La jeune femme se détourna avec arrogance, les ongles crochés dans la peau de son bras.
— Ce jeune barbare inapte aurait-il fait chavirer ce qui vous sert de cœur ?
La fureur embrasa littéralement l’une des mains d’Anna, d’un feu hésitant entre le rose et le rouge intense d’un ultime rayon solaire ployant sous l’horizon.
— Laissez Galférion en dehors de cette histoire, je vous prie, dit-elle en l’observant en coin.

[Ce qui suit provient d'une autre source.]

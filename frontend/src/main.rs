fn main() {
    roam_frontend::start();
}
use std::cell::RefCell;
use std::rc::Rc;

use wasm_bindgen::closure::Closure;
use wasm_bindgen::{JsCast, JsValue};
use web_sys::{Element, IntersectionObserver, IntersectionObserverEntry, IntersectionObserverInit};
use yew::prelude::*;

/// Share of an element that has to be on screen before it is revealed.
const REVEAL_THRESHOLD: f64 = 0.15;

/// One-way hidden -> visible switch.
#[derive(Debug, Default, Clone, Copy, PartialEq, Eq)]
pub struct RevealLatch {
    visible: bool,
}

impl RevealLatch {
    /// Feeds one intersection report and returns whether the element is
    /// visible afterwards.
    pub fn observe(&mut self, intersecting: bool) -> bool {
        self.visible |= intersecting;
        self.visible
    }

    pub fn is_visible(&self) -> bool {
        self.visible
    }
}

type ObserverCallback = Closure<dyn FnMut(js_sys::Array, IntersectionObserver)>;

/// True once the referenced element has entered the viewport.
#[hook]
pub fn use_reveal(node: NodeRef) -> bool {
    let visible = use_state_eq(|| false);
    {
        let visible = visible.clone();
        use_effect_with_deps(
            move |node: &NodeRef| {
                let observer = node
                    .cast::<Element>()
                    .and_then(|element| observe_once(&element, visible));
                move || {
                    if let Some((observer, _callback)) = observer {
                        observer.disconnect();
                    }
                }
            },
            node,
        );
    }
    *visible
}

fn observe_once(
    element: &Element,
    visible: UseStateHandle<bool>,
) -> Option<(IntersectionObserver, ObserverCallback)> {
    let latch = Rc::new(RefCell::new(RevealLatch::default()));
    let on_visible = visible.clone();
    let callback = ObserverCallback::new(move |entries: js_sys::Array, observer: IntersectionObserver| {
        let intersecting = entries
            .iter()
            .any(|entry| entry.unchecked_into::<IntersectionObserverEntry>().is_intersecting());
        if latch.borrow_mut().observe(intersecting) {
            on_visible.set(true);
            observer.disconnect();
        }
    });

    let init = IntersectionObserverInit::new();
    init.set_threshold(&JsValue::from_f64(REVEAL_THRESHOLD));
    let observer = match IntersectionObserver::new_with_options(callback.as_ref().unchecked_ref(), &init) {
        Ok(observer) => observer,
        Err(e) => {
            // no observer support: show the content right away
            log::warn!("IntersectionObserver unavailable: {:?}", e);
            visible.set(true);
            return None;
        }
    };
    observer.observe(element);
    Some((observer, callback))
}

Ses prunelles se parèrent de reflets violets. Shayne soutint son regard sans ciller, apparemment ignorant des mœurs Ernestiennes. Quand la main de l’un d’entre eux s’enflammait, c’était une déclaration de guerre. Malheureusement, la jeune femme ne pouvait en aucun cas faire usage du Feu Crépusculaire, ici, qui plus est en plein jour, sans se mettre en danger à cause de sa maladie.
— Il y est déjà mêlé. À vrai dire, j’étais inquiet à l’idée de découvrir un concurrent puissant et imprévisible appartenant à une autre civilisation. J’étais même prêt à conduire personnellement son élimination. Lord Orton m’aurait certainement puni pour ce jugement hâtif et stupide.

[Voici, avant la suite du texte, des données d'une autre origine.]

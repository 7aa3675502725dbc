use yew::prelude::*;

use crate::components::feature_detail::FeatureDetailSection;
use crate::components::nav::NavBar;
use crate::components::product_tabs::ProductShowcase;
use crate::components::reveal::{Reveal, RevealFrom};
use crate::config;
use crate::content::{self, Hero, FEATURES_ANCHOR};
use crate::navigation::dom::navigate;
use crate::navigation::hooks::use_section_tracking;
use crate::navigation::{SectionId, SectionTracker};
use crate::state::{PageAction, PageState, ProductTab};

const LANDING_CSS: &str = r#"
    body { margin: 0; background: #000; color: #fff; font-family: system-ui, sans-serif; overflow-x: hidden; }
    section { position: relative; padding: 8rem 1.5rem; }
    .site-nav { position: fixed; top: 0; left: 0; right: 0; z-index: 50; padding: 1rem 1.5rem; transition: all 0.3s; }
    .site-nav.solid { background: rgba(0, 0, 0, 0.8); backdrop-filter: blur(12px); border-bottom: 1px solid rgba(255, 255, 255, 0.1); }
    .nav-inner { max-width: 80rem; margin: 0 auto; display: flex; align-items: center; justify-content: space-between; }
    .nav-logo { font-size: 1.5rem; font-weight: 700; cursor: pointer; }
    .nav-desktop { display: flex; gap: 2rem; }
    .nav-link, .nav-link-mobile { position: relative; background: none; border: 1px solid transparent; color: #fff; padding: 0.5rem 0.75rem; border-radius: 0.5rem; cursor: pointer; }
    .nav-link:hover, .nav-link.active, .nav-link-mobile.active { color: #60a5fa; }
    .nav-bubble { position: absolute; inset: 0; background: rgba(96, 165, 250, 0.1); border: 1px solid rgba(96, 165, 250, 0.3); border-radius: 0.5rem; }
    .nav-burger { display: none; background: none; border: none; flex-direction: column; gap: 4px; cursor: pointer; }
    .nav-burger span { width: 24px; height: 2px; background: #fff; transition: all 0.3s; }
    .nav-burger.open span:nth-child(1) { transform: translateY(6px) rotate(45deg); }
    .nav-burger.open span:nth-child(2) { opacity: 0; }
    .nav-burger.open span:nth-child(3) { transform: translateY(-6px) rotate(-45deg); }
    .nav-mobile { display: none; max-height: 0; overflow: hidden; transition: max-height 0.3s; }
    .nav-mobile.open { max-height: 30rem; }
    .nav-link-mobile { display: block; width: 100%; text-align: left; font-size: 1.1rem; }
    .nav-link-mobile.active { background: rgba(96, 165, 250, 0.1); border-color: rgba(96, 165, 250, 0.3); }
    @media (max-width: 768px) {
        .nav-desktop { display: none; }
        .nav-burger { display: flex; }
        .nav-mobile { display: block; }
    }
    #hero { height: 100vh; display: flex; align-items: center; justify-content: center; padding: 0; overflow: hidden; text-align: center; }
    .hero-background { position: absolute; inset: 0; background: linear-gradient(135deg, #111827, #000, #1e3a8a); }
    .hero-content { position: relative; z-index: 10; max-width: 72rem; }
    .hero-title { font-size: clamp(3rem, 8vw, 6rem); font-weight: 700; margin-bottom: 1.5rem; }
    .hero-title .accent { display: block; color: #60a5fa; }
    .hero-subtitle { font-size: 1.4rem; color: #d1d5db; margin-bottom: 3rem; }
    .cta { padding: 1rem 2rem; background: #2563eb; color: #fff; border: none; border-radius: 9999px; font-weight: 600; cursor: pointer; }
    .section-title { font-size: clamp(2.25rem, 5vw, 3.75rem); font-weight: 700; text-align: center; }
    .section-body { font-size: 1.25rem; color: #9ca3af; max-width: 56rem; margin: 0 auto 4rem; text-align: center; line-height: 1.7; }
    .card-grid { display: grid; grid-template-columns: repeat(auto-fit, minmax(15rem, 1fr)); gap: 2rem; max-width: 72rem; margin: 0 auto; }
    .card, .feature-card { padding: 2rem; border-radius: 1rem; border: 1px solid rgba(255, 255, 255, 0.1); background: rgba(17, 24, 39, 0.5); text-align: left; color: inherit; }
    .feature-card { cursor: pointer; width: 100%; height: 100%; }
    .feature-card .learn-more { margin-top: 1rem; font-weight: 500; }
    .showcase { display: grid; grid-template-columns: repeat(auto-fit, minmax(20rem, 1fr)); gap: 3rem; align-items: center; max-width: 72rem; margin: 0 auto; }
    .pill-slider { position: relative; display: inline-flex; padding: 0.25rem; border-radius: 9999px; background: rgba(17, 24, 39, 0.5); }
    .pill-highlight { position: absolute; top: 0.25rem; bottom: 0.25rem; left: 0.25rem; width: calc(50% - 0.25rem); background: #2563eb; border-radius: 9999px; transition: transform 0.4s; }
    .pill-highlight.right { transform: translateX(100%); }
    .pill { position: relative; z-index: 1; padding: 0.75rem 1.5rem; cursor: pointer; }
    .tab-feature { display: flex; gap: 1rem; padding: 0.75rem; animation: slide-in 0.5s both; }
    @keyframes slide-in { from { opacity: 0; transform: translateX(-20px); } to { opacity: 1; transform: none; } }
    .feature-detail { min-height: 100vh; display: flex; flex-direction: column; justify-content: center; }
    .feature-detail.shaded, #product, #history { background: linear-gradient(#000, #111827); }
    .detail-grid { display: grid; grid-template-columns: repeat(auto-fit, minmax(20rem, 1fr)); gap: 4rem; max-width: 72rem; margin: 0 auto; }
    .detail-point { display: flex; gap: 1rem; }
    .detail-panel { height: 24rem; border-radius: 1.5rem; display: flex; flex-direction: column; align-items: center; justify-content: center; }
    .detail-panel-icon { font-size: 6rem; }
    .detail-back { text-align: center; margin-top: 4rem; }
    .back-button { background: none; border: 1px solid currentColor; border-radius: 9999px; padding: 0.75rem 1.5rem; color: inherit; cursor: pointer; }
    .milestone { max-width: 56rem; margin: 0 auto 6rem; }
    .milestone li { color: #d1d5db; }
    .socials { display: flex; justify-content: center; gap: 1.5rem; margin-top: 3rem; }
    .social { width: 3rem; height: 3rem; border-radius: 9999px; border: 1px solid rgba(255, 255, 255, 0.2); display: flex; align-items: center; justify-content: center; }
    footer { padding: 3rem 1.5rem; border-top: 1px solid rgba(255, 255, 255, 0.1); text-align: center; color: #6b7280; }
    .accent-blue { color: #60a5fa; } .accent-red { color: #f87171; } .accent-amber { color: #fbbf24; }
    .accent-purple { color: #c084fc; } .accent-green { color: #4ade80; } .accent-orange { color: #fb923c; }
    .reveal { opacity: 0; transition: opacity 0.8s ease-out, transform 0.8s ease-out; }
    .reveal-below { transform: translateY(50px); }
    .reveal-left { transform: translateX(-50px); }
    .reveal-right { transform: translateX(50px); }
    .reveal-scale { transform: scale(0.9); }
    .reveal.visible { opacity: 1; transform: none; }
"#;

#[function_component(Landing)]
pub fn landing() -> Html {
    let site = use_memo(|_| config::get_config(), ());
    let state = use_reducer(PageState::default);

    use_section_tracking(state.dispatcher(), SectionTracker::new(&site));

    let on_navigate = {
        let dispatcher = state.dispatcher();
        Callback::from(move |section_id: &'static str| {
            if let Some(action) = navigate(section_id) {
                dispatcher.dispatch(action);
            }
        })
    };
    let on_toggle_menu = {
        let dispatcher = state.dispatcher();
        Callback::from(move |_: ()| dispatcher.dispatch(PageAction::ToggleMenu))
    };
    let on_select_tab = {
        let dispatcher = state.dispatcher();
        Callback::from(move |tab: ProductTab| dispatcher.dispatch(PageAction::SelectTab(tab)))
    };
    let go_to = |section_id: &'static str| {
        let on_navigate = on_navigate.clone();
        Callback::from(move |_: MouseEvent| on_navigate.emit(section_id))
    };
    let back_to_features = {
        let on_navigate = on_navigate.clone();
        Callback::from(move |_: ()| on_navigate.emit(FEATURES_ANCHOR))
    };

    html! {
        <div class="landing-page">
            <style>{ LANDING_CSS }</style>
            <NavBar
                current={state.current_section}
                menu_open={state.menu_open}
                solid={state.nav_is_solid(&site)}
                on_navigate={on_navigate.clone()}
                {on_toggle_menu}
            />

            <section id={SectionId::Hero.as_str()}>
                <div
                    class="hero-background"
                    style={format!("transform: translateY({}px);", state.parallax_offset(&site))}
                ></div>
                <div class="hero-content">
                    <h1 class="hero-title">
                        { Hero::TITLE }
                        <span class="accent">{ Hero::TITLE_ACCENT }</span>
                    </h1>
                    <p class="hero-subtitle">{ Hero::SUBTITLE }</p>
                    <button class="cta" onclick={go_to(SectionId::About.as_str())}>{ Hero::CTA }</button>
                </div>
            </section>

            <section id={SectionId::About.as_str()}>
                <Reveal>
                    <h2 class="section-title">{ content::ABOUT_TITLE }</h2>
                    <p class="section-body">{ content::ABOUT_BODY }</p>
                </Reveal>
                <div class="card-grid">
                    { for content::ABOUT_CARDS.iter().enumerate().map(|(index, card)| html! {
                        <Reveal key={card.title} delay_ms={index as u32 * 200}>
                            <div class="card">
                                <div class="card-icon">{ card.icon }</div>
                                <h3>{ card.title }</h3>
                                <p>{ card.description }</p>
                            </div>
                        </Reveal>
                    }) }
                </div>
            </section>

            <section id={SectionId::Product.as_str()}>
                <Reveal>
                    <h2 class="section-title">{ content::PRODUCT_TITLE }</h2>
                    <p class="section-body">{ content::PRODUCT_BODY }</p>
                </Reveal>
                <ProductShowcase active={state.active_tab} on_select={on_select_tab} />
            </section>

            <section id={SectionId::Features.as_str()}>
                <Reveal>
                    <h2 class="section-title">{ content::FEATURES_TITLE }</h2>
                    <p class="section-body">{ content::FEATURES_BODY }</p>
                </Reveal>
                <div class="card-grid">
                    { for content::FEATURE_CARDS.iter().enumerate().map(|(index, card)| html! {
                        <Reveal key={card.title} delay_ms={index as u32 * 100}>
                            <button class={classes!("feature-card", card.accent.class())} onclick={go_to(card.anchor)}>
                                <div class="card-icon">{ card.icon }</div>
                                <h3>{ card.title }</h3>
                                <p>{ card.description }</p>
                                <div class="learn-more">{ "Learn More →" }</div>
                            </button>
                        </Reveal>
                    }) }
                </div>
            </section>

            { for content::FEATURE_DETAILS.iter().enumerate().map(|(index, detail)| html! {
                <FeatureDetailSection
                    key={detail.anchor}
                    detail={*detail}
                    shaded={index % 2 == 0}
                    on_back={back_to_features.clone()}
                />
            }) }

            <section id={SectionId::History.as_str()}>
                <Reveal>
                    <h2 class="section-title">{ content::HISTORY_TITLE }</h2>
                    <p class="section-body">{ content::HISTORY_BODY }</p>
                </Reveal>
                { for content::MILESTONES.iter().enumerate().map(|(index, milestone)| html! {
                    <Reveal
                        key={milestone.title}
                        from={if index % 2 == 0 { RevealFrom::Left } else { RevealFrom::Right }}
                        class={classes!("milestone", milestone.accent.class())}
                    >
                        <h3>{ milestone.title }</h3>
                        { for milestone.paragraphs.iter().map(|paragraph| html! { <p>{ *paragraph }</p> }) }
                        if !milestone.highlights.is_empty() {
                            <ul>
                                { for milestone.highlights.iter().map(|item| html! { <li>{ *item }</li> }) }
                            </ul>
                        }
                    </Reveal>
                }) }
            </section>

            <section id={SectionId::Contact.as_str()}>
                <Reveal>
                    <h2 class="section-title">{ content::CONTACT_TITLE }</h2>
                    <p class="section-body">{ content::CONTACT_BODY }</p>
                    <p class="section-body">{ content::CONTACT_STATUS }</p>
                </Reveal>
                <Reveal delay_ms={200} class={classes!("contact-cta")}>
                    <a href={content::CONTACT_EMAIL}><button class="cta">{ content::CONTACT_CTA }</button></a>
                </Reveal>
                <div class="socials">
                    { for content::SOCIALS.iter().enumerate().map(|(index, social)| html! {
                        <Reveal key={*social} delay_ms={index as u32 * 100}>
                            <div class="social" title={*social}>{ social.chars().take(1).collect::<String>() }</div>
                        </Reveal>
                    }) }
                </div>
            </section>

            <footer>
                <p>{ content::FOOTER }</p>
            </footer>
        </div>
    }
}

— Qu’a-t-il à voir avec le Jeu ? rétorqua-t-elle avec humeur.
Le feu sur sa main s’était volatilisé ; elle tirerait parti de cette situation complexe, même si elle détestait l’attitude et les remarques de Shayne, au point de songer à le réduire en cendres.
— Je n’en ai pas la moindre idée. Mais j’ai ordre de… disons, veiller à la sauvegarde de votre pureté.
— Je vois. Mais je ne vous autoriserai pas à le toucher, ni même à l’effleurer.
— Tant qu’il ne vous approche pas de trop près, je ne ferais rien. Vous avez ma parole, Majesté, ajouta-t-il avec un salut expressément respectueux.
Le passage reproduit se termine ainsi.